===== Listed records =====

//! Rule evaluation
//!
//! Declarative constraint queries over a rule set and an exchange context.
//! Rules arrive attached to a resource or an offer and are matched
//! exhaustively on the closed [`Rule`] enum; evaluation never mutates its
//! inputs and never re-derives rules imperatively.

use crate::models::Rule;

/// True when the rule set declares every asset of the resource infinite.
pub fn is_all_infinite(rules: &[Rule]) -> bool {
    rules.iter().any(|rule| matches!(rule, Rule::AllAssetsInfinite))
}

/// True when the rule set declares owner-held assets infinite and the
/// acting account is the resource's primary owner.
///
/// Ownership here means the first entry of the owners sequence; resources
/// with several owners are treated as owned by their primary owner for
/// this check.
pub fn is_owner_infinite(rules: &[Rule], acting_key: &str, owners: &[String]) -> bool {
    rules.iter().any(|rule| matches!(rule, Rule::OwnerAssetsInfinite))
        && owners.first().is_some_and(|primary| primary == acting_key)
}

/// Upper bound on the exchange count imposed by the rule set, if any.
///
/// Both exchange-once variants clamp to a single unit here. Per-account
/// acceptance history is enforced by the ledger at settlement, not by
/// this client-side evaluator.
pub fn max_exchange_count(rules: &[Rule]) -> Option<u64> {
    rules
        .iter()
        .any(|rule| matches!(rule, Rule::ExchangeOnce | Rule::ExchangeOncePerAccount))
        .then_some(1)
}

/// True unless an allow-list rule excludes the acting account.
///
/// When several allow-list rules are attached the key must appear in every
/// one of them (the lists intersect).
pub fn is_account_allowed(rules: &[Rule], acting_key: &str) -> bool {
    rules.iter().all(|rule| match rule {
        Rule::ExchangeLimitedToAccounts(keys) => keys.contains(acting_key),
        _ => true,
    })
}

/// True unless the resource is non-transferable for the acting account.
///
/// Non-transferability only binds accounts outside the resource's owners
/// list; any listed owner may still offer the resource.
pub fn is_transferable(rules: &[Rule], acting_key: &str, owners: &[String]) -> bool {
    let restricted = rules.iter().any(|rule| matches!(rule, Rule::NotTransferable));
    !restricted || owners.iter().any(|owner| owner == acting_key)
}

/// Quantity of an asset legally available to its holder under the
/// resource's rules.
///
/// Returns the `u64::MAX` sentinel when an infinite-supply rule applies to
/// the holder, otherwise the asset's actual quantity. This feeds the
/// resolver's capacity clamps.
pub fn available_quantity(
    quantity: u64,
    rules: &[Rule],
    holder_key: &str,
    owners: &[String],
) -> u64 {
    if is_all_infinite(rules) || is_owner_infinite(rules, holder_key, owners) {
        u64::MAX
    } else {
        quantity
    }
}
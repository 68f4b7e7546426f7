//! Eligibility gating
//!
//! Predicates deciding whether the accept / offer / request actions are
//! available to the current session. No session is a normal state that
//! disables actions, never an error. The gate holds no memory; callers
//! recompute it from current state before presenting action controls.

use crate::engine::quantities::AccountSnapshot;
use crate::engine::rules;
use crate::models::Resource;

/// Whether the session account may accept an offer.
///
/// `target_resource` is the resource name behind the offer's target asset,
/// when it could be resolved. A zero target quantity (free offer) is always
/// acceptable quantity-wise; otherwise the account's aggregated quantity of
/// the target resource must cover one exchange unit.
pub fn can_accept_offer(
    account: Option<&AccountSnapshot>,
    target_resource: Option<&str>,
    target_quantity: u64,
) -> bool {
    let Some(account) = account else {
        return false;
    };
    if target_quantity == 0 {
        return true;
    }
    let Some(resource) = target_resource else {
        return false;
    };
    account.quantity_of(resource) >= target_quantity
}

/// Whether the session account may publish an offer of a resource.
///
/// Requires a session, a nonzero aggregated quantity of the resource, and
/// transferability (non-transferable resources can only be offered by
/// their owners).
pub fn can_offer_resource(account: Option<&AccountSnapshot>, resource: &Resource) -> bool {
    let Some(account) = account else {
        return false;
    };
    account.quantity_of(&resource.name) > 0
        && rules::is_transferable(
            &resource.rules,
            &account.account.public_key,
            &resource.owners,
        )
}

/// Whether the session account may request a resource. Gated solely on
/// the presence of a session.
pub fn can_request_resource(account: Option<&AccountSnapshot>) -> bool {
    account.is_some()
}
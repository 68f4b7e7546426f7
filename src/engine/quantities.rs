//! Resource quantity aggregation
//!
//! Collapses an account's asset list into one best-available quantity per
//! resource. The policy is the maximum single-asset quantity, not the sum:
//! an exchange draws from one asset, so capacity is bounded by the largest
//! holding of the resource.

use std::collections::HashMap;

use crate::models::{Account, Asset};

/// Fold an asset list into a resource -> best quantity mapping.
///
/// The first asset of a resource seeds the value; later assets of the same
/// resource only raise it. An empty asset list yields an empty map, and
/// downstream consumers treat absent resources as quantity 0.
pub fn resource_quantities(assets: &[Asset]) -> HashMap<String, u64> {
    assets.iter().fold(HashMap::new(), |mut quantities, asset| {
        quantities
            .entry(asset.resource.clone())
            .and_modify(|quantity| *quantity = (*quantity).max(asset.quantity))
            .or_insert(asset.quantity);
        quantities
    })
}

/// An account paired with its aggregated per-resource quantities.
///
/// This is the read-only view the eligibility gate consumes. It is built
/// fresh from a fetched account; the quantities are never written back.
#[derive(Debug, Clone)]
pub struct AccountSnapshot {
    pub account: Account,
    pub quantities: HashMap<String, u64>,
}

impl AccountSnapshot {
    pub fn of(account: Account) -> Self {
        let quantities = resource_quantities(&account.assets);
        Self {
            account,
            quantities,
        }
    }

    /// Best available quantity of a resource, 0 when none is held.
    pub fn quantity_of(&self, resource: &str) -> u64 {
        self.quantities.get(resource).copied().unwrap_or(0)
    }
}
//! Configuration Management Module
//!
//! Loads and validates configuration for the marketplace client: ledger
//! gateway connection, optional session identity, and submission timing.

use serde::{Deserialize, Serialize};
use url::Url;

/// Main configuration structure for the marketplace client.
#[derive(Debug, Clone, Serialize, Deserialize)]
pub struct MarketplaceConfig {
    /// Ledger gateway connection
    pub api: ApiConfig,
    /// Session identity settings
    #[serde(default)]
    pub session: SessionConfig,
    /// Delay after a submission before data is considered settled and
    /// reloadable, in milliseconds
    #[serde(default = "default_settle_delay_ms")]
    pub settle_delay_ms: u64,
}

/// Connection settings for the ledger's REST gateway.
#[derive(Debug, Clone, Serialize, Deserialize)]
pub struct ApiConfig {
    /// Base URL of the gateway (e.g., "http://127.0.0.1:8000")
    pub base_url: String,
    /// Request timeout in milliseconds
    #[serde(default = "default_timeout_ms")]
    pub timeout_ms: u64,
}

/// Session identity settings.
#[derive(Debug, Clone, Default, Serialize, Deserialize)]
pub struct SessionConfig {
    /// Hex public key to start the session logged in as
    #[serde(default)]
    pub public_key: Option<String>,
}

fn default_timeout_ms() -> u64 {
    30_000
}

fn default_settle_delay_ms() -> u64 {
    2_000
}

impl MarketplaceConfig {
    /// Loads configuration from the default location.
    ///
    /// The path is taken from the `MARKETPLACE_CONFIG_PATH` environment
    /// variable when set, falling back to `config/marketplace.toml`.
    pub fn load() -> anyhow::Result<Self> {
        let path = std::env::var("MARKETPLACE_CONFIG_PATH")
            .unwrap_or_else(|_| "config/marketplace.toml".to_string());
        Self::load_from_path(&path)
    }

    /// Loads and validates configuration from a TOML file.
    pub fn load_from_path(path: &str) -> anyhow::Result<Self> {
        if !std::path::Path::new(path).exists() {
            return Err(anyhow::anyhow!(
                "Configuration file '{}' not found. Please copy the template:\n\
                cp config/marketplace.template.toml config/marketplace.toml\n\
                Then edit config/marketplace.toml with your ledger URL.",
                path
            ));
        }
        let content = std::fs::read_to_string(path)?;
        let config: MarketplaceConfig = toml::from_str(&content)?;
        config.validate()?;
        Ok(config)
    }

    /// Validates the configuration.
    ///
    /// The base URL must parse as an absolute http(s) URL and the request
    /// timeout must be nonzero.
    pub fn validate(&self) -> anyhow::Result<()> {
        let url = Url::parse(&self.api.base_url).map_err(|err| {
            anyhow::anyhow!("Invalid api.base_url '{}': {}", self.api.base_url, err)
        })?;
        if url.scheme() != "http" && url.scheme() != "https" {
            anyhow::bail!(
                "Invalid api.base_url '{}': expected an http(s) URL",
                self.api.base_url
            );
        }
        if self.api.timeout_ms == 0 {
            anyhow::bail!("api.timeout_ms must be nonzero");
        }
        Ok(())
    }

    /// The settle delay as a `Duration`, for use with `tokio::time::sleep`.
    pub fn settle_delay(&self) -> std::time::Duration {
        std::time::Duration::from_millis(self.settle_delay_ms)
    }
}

=====
===== Listed records =====

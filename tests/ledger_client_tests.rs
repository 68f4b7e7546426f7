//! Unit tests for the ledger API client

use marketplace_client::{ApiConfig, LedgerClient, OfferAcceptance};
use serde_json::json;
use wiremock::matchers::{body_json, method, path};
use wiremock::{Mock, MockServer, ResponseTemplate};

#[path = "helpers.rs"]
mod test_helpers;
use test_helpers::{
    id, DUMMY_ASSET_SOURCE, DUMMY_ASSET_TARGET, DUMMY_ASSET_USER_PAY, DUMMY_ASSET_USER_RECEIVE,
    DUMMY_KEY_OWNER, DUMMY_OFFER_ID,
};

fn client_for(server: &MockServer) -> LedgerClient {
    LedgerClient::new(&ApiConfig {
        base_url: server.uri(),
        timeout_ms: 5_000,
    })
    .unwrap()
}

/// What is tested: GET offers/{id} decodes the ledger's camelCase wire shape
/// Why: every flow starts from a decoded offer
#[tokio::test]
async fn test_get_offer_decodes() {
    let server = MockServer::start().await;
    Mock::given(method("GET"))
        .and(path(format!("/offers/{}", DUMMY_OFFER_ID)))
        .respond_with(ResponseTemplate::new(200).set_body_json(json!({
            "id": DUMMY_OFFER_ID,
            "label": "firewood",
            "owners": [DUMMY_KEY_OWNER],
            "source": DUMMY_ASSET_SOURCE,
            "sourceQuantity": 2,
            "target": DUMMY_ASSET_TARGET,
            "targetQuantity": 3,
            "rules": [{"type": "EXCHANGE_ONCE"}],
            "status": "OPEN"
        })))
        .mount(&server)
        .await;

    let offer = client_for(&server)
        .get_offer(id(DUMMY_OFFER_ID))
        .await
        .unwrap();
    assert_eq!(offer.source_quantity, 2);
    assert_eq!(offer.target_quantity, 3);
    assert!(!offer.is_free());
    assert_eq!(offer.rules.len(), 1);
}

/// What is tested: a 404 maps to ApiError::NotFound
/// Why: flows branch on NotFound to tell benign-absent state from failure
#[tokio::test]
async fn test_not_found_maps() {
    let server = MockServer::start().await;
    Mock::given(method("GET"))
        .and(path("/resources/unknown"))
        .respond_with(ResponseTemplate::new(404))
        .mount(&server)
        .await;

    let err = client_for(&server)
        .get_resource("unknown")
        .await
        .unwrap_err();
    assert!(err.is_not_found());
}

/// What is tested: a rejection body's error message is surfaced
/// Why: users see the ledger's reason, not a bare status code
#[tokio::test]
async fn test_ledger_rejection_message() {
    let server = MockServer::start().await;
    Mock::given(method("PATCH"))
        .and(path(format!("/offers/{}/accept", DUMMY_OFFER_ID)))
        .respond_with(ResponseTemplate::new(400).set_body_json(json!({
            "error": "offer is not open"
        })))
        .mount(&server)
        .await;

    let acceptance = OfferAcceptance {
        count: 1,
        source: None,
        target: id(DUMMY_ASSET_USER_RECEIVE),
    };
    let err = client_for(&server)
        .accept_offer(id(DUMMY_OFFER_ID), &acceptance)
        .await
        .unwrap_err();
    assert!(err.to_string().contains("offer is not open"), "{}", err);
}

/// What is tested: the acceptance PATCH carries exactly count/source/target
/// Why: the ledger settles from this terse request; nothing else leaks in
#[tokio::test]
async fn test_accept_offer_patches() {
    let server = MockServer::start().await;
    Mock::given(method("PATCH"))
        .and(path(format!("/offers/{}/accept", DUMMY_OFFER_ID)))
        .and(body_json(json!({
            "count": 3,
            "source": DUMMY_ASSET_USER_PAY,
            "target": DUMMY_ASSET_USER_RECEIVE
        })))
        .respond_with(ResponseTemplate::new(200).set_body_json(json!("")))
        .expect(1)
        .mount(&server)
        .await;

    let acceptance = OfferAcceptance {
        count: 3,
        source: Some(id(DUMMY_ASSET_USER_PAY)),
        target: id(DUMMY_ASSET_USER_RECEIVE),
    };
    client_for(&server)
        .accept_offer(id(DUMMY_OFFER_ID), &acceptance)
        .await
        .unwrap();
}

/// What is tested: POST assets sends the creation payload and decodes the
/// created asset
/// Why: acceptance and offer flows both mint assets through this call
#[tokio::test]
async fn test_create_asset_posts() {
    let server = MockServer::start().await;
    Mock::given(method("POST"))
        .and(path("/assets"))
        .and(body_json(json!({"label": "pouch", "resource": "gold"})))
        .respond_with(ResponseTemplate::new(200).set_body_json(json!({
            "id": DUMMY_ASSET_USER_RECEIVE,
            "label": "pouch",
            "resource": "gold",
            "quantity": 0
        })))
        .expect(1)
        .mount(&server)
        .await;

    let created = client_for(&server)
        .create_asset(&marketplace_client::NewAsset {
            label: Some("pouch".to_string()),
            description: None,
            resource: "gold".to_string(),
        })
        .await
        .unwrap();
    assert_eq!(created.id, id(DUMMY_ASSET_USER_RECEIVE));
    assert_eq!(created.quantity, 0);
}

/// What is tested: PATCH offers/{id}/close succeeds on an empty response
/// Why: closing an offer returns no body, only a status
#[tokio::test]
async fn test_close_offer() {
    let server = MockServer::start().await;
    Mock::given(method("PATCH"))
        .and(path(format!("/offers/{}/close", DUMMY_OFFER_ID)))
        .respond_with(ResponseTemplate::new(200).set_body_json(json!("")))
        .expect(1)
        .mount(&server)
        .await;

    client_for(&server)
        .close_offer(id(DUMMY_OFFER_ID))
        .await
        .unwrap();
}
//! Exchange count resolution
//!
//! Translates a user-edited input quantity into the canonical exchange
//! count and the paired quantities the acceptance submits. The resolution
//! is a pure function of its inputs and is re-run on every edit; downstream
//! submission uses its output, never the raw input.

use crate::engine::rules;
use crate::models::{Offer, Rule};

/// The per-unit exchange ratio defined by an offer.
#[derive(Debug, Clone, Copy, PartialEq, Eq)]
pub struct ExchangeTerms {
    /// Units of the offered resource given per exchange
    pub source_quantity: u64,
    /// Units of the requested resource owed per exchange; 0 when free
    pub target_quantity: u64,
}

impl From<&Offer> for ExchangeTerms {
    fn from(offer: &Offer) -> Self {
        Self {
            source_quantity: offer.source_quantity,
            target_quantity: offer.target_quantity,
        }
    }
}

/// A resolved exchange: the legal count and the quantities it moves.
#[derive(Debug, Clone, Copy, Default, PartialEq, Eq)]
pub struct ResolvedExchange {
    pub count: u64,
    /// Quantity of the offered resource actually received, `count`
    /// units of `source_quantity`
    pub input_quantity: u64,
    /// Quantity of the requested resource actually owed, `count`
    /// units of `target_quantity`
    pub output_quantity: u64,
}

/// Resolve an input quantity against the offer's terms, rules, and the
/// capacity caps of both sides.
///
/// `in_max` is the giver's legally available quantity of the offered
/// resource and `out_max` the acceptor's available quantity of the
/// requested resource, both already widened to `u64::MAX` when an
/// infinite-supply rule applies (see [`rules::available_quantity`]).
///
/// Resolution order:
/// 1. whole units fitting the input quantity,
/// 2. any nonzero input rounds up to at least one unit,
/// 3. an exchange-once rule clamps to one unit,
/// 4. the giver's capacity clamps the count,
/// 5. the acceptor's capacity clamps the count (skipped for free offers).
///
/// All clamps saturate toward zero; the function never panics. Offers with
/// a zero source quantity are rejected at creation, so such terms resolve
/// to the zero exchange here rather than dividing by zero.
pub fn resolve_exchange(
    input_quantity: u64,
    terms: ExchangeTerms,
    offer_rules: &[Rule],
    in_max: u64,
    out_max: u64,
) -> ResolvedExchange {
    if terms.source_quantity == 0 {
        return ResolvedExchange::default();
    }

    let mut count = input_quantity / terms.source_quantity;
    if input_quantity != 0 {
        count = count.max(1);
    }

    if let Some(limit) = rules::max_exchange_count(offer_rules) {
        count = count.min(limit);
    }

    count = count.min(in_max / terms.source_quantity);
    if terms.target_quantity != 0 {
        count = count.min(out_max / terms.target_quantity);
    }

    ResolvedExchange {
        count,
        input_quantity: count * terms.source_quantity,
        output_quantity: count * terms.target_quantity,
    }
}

=====

Work item: Copy out every line from the data above that has "SessionConfig" in it.

Result for this task:
    pub session: SessionConfig,
pub struct SessionConfig {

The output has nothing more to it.